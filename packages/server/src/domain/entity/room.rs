//! Room aggregate.
//!
//! A room owns its players, chat log and quiz session. All mutation goes
//! through the room's methods so the invariants hold:
//!
//! - display names are unique within a room
//! - players are never removed; a dropped connection only marks them offline
//! - at most one answer per player per question index

use std::collections::VecDeque;

use crate::domain::{
    error::DomainError,
    scoring::{elapsed_seconds, score_answer},
    value_object::{ChatText, ConnectionId, DisplayName, RoomCode, Timestamp},
};

use super::{
    chat::ChatMessage,
    player::{AnswerRecord, Player},
    question::{OPTION_COUNT, Question},
    quiz::{QuizSession, QuizStatus},
};

/// Rules applied when a connection asks to enter a room.
#[derive(Debug, Clone, Copy, PartialEq, Eq)]
pub struct AdmissionPolicy {
    /// Maximum number of players, counting disconnected ones.
    pub max_players: usize,
    /// Whether a name currently held by a live connection may be taken over.
    pub rebind_live_names: bool,
}

/// How a connection entered the room.
#[derive(Debug, Clone, PartialEq, Eq)]
pub enum Admission {
    /// A new player was created.
    Joined,
    /// An existing player was re-bound to the new connection.
    Rejoined { previous: ConnectionId },
}

/// Result of an accepted answer.
#[derive(Debug, Clone, PartialEq)]
pub struct AnswerOutcome {
    pub record: AnswerRecord,
    pub correct_text: String,
    pub new_score: u32,
    pub question_number: usize,
    pub answered_count: usize,
    pub expected_answerer_count: usize,
    pub all_answered: bool,
}

#[derive(Debug)]
pub struct Room {
    pub code: RoomCode,
    host_identity: ConnectionId,
    host_display_name: DisplayName,
    players: Vec<Player>,
    pub quiz: QuizSession,
    chat_log: VecDeque<ChatMessage>,
    chat_capacity: usize,
    created_at: Timestamp,
    last_activity_at: Timestamp,
}

impl Room {
    /// Create a room with the host as its first player.
    pub fn new(
        code: RoomCode,
        host_identity: ConnectionId,
        host_display_name: DisplayName,
        questions: Vec<Question>,
        chat_capacity: usize,
        created_at: Timestamp,
    ) -> Self {
        let host = Player::new(
            host_identity.clone(),
            host_display_name.clone(),
            created_at,
        );
        Self {
            code,
            host_identity,
            host_display_name,
            players: vec![host],
            quiz: QuizSession::new(questions),
            chat_log: VecDeque::new(),
            chat_capacity,
            created_at,
            last_activity_at: created_at,
        }
    }

    pub fn host_identity(&self) -> &ConnectionId {
        &self.host_identity
    }

    pub fn host_display_name(&self) -> &DisplayName {
        &self.host_display_name
    }

    /// Players in join order.
    pub fn players(&self) -> &[Player] {
        &self.players
    }

    pub fn chat_log(&self) -> impl ExactSizeIterator<Item = &ChatMessage> {
        self.chat_log.iter()
    }

    pub fn created_at(&self) -> Timestamp {
        self.created_at
    }

    pub fn last_activity_at(&self) -> Timestamp {
        self.last_activity_at
    }

    /// `identity` is the host's connection and still plays the host here.
    ///
    /// A host that moved to another room or switched name keeps
    /// `host_identity` until it rejoins, but loses host rights meanwhile.
    pub fn is_host(&self, identity: &ConnectionId) -> bool {
        &self.host_identity == identity
            && self
                .find_player(&self.host_display_name)
                .is_some_and(|p| p.is_connected() && p.identity() == identity)
    }

    pub fn find_player(&self, display_name: &DisplayName) -> Option<&Player> {
        self.players.iter().find(|p| p.display_name() == display_name)
    }

    pub fn find_player_by_identity(&self, identity: &ConnectionId) -> Option<&Player> {
        self.players.iter().find(|p| p.identity() == identity)
    }

    /// Identities every room-wide event is addressed to.
    ///
    /// Offline players are skipped; their identity may now belong to a
    /// connection playing another name or another room. Each identity
    /// appears once.
    pub fn broadcast_targets(&self) -> Vec<ConnectionId> {
        let mut targets: Vec<ConnectionId> = Vec::new();
        for player in self.players.iter().filter(|p| p.is_connected()) {
            if !targets.contains(player.identity()) {
                targets.push(player.identity().clone());
            }
        }
        targets
    }

    pub fn connected_player_count(&self) -> usize {
        self.players.iter().filter(|p| p.is_connected()).count()
    }

    /// No player currently holds a live connection.
    pub fn is_empty(&self) -> bool {
        self.connected_player_count() == 0
    }

    /// Empty and untouched for longer than `idle_threshold_millis`.
    pub fn is_idle(&self, now: Timestamp, idle_threshold_millis: i64) -> bool {
        self.is_empty() && now.millis_since(self.last_activity_at) > idle_threshold_millis
    }

    /// Bind `identity` to `display_name`: rejoin when the name exists,
    /// otherwise create a new player.
    pub fn admit(
        &mut self,
        identity: ConnectionId,
        display_name: DisplayName,
        policy: AdmissionPolicy,
        now: Timestamp,
    ) -> Result<Admission, DomainError> {
        if let Some(player) = self
            .players
            .iter_mut()
            .find(|p| p.display_name() == &display_name)
        {
            if player.is_connected()
                && player.identity() != &identity
                && !policy.rebind_live_names
            {
                return Err(DomainError::DisplayNameTaken(display_name.into_string()));
            }
            let previous = player.rebind(identity.clone());
            self.release_identity(&identity, &display_name);
            if display_name == self.host_display_name {
                self.host_identity = identity;
            }
            self.last_activity_at = now;
            return Ok(Admission::Rejoined { previous });
        }

        if self.quiz.status() == QuizStatus::Playing {
            return Err(DomainError::JoinClosed);
        }
        if self.players.len() >= policy.max_players {
            return Err(DomainError::RoomFull {
                capacity: policy.max_players,
            });
        }

        self.release_identity(&identity, &display_name);
        self.players.push(Player::new(identity, display_name, now));
        self.last_activity_at = now;
        Ok(Admission::Joined)
    }

    /// A connection plays one name per room: any other player still bound
    /// to `identity` goes offline.
    fn release_identity(&mut self, identity: &ConnectionId, keep: &DisplayName) {
        for player in self
            .players
            .iter_mut()
            .filter(|p| p.identity() == identity && p.display_name() != keep)
        {
            player.mark_disconnected();
        }
    }

    /// Mark the player bound to `identity` as offline.
    ///
    /// A connection that was already superseded by a rejoin matches nobody,
    /// so a late close of an old socket cannot flag the player offline.
    pub fn mark_disconnected(&mut self, identity: &ConnectionId) -> Option<DisplayName> {
        let mut released = None;
        for player in self
            .players
            .iter_mut()
            .filter(|p| p.identity() == identity && p.is_connected())
        {
            player.mark_disconnected();
            released = Some(player.display_name().clone());
        }
        released
    }

    /// Append a chat message, dropping the oldest beyond capacity.
    pub fn post_chat(
        &mut self,
        display_name: DisplayName,
        text: ChatText,
        now: Timestamp,
    ) -> ChatMessage {
        let message = ChatMessage::new(display_name, text, now);
        self.chat_log.push_back(message.clone());
        while self.chat_log.len() > self.chat_capacity {
            self.chat_log.pop_front();
        }
        self.last_activity_at = now;
        message
    }

    /// Score and record an answer to the current question.
    ///
    /// `question_number` (1-based) lets a client pin the question it meant;
    /// an answer racing a transition is then rejected instead of landing on
    /// the next question.
    pub fn submit_answer(
        &mut self,
        display_name: &DisplayName,
        selected_index: i64,
        question_number: Option<usize>,
        now: Timestamp,
    ) -> Result<AnswerOutcome, DomainError> {
        if self.quiz.status() != QuizStatus::Playing {
            return Err(DomainError::QuizNotInProgress);
        }
        if !self.quiz.is_accepting_answers() {
            return Err(DomainError::QuestionNotOpen);
        }
        let (Some(question), Some(started_at)) = (
            self.quiz.current_question().cloned(),
            self.quiz.question_started_at(),
        ) else {
            return Err(DomainError::QuestionNotOpen);
        };
        let index = self.quiz.current_index() as usize;
        if let Some(number) = question_number.filter(|n| *n != index + 1) {
            return Err(DomainError::QuestionClosed {
                question_number: number,
            });
        }
        if !(0..OPTION_COUNT as i64).contains(&selected_index) {
            return Err(DomainError::InvalidSelection(selected_index));
        }

        let player = self
            .players
            .iter_mut()
            .find(|p| p.display_name() == display_name)
            .ok_or_else(|| DomainError::PlayerNotFound(display_name.to_string()))?;

        let elapsed = elapsed_seconds(started_at, now);
        let selected = selected_index as usize;
        let outcome = score_answer(
            selected,
            question.correct_index(),
            question.time_limit_seconds(),
            elapsed,
        );
        let record = AnswerRecord {
            question_index: index,
            question_text: question.text().to_string(),
            options: question.options().to_vec(),
            selected_index: selected,
            correct_index: question.correct_index(),
            is_correct: outcome.is_correct,
            elapsed_seconds: elapsed,
            points_earned: outcome.points,
        };
        player.record_answer(record.clone())?;
        let new_score = player.score();

        let all_answered = self.quiz.register_answer();

        Ok(AnswerOutcome {
            record,
            correct_text: question.correct_text().to_string(),
            new_score,
            question_number: index + 1,
            answered_count: self.quiz.answered_count(),
            expected_answerer_count: self.quiz.expected_answerer_count(),
            all_answered,
        })
    }
}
--------------------
• WHAT THE TASK REQUIRES
Please restate the records word for word. Go from the first line to the line with "pub struct Room" and include both.

• RESPONSE TO THE TASK
filename packages/server/src/domain/entity/room.rs
//! Room aggregate.
//!
//! A room owns its players, chat log and quiz session. All mutation goes
//! through the room's methods so the invariants hold:
//!
//! - display names are unique within a room
//! - players are never removed; a dropped connection only marks them offline
//! - at most one answer per player per question index

use std::collections::VecDeque;

use crate::domain::{
    error::DomainError,
    scoring::{elapsed_seconds, score_answer},
    value_object::{ChatText, ConnectionId, DisplayName, RoomCode, Timestamp},
};

use super::{
    chat::ChatMessage,
    player::{AnswerRecord, Player},
    question::{OPTION_COUNT, Question},
    quiz::{QuizSession, QuizStatus},
};

/// Rules applied when a connection asks to enter a room.
#[derive(Debug, Clone, Copy, PartialEq, Eq)]
pub struct AdmissionPolicy {
    /// Maximum number of players, counting disconnected ones.
    pub max_players: usize,
    /// Whether a name currently held by a live connection may be taken over.
    pub rebind_live_names: bool,
}

/// How a connection entered the room.
#[derive(Debug, Clone, PartialEq, Eq)]
pub enum Admission {
    /// A new player was created.
    Joined,
    /// An existing player was re-bound to the new connection.
    Rejoined { previous: ConnectionId },
}

/// Result of an accepted answer.
#[derive(Debug, Clone, PartialEq)]
pub struct AnswerOutcome {
    pub record: AnswerRecord,
    pub correct_text: String,
    pub new_score: u32,
    pub question_number: usize,
    pub answered_count: usize,
    pub expected_answerer_count: usize,
    pub all_answered: bool,
}

#[derive(Debug)]
pub struct Room {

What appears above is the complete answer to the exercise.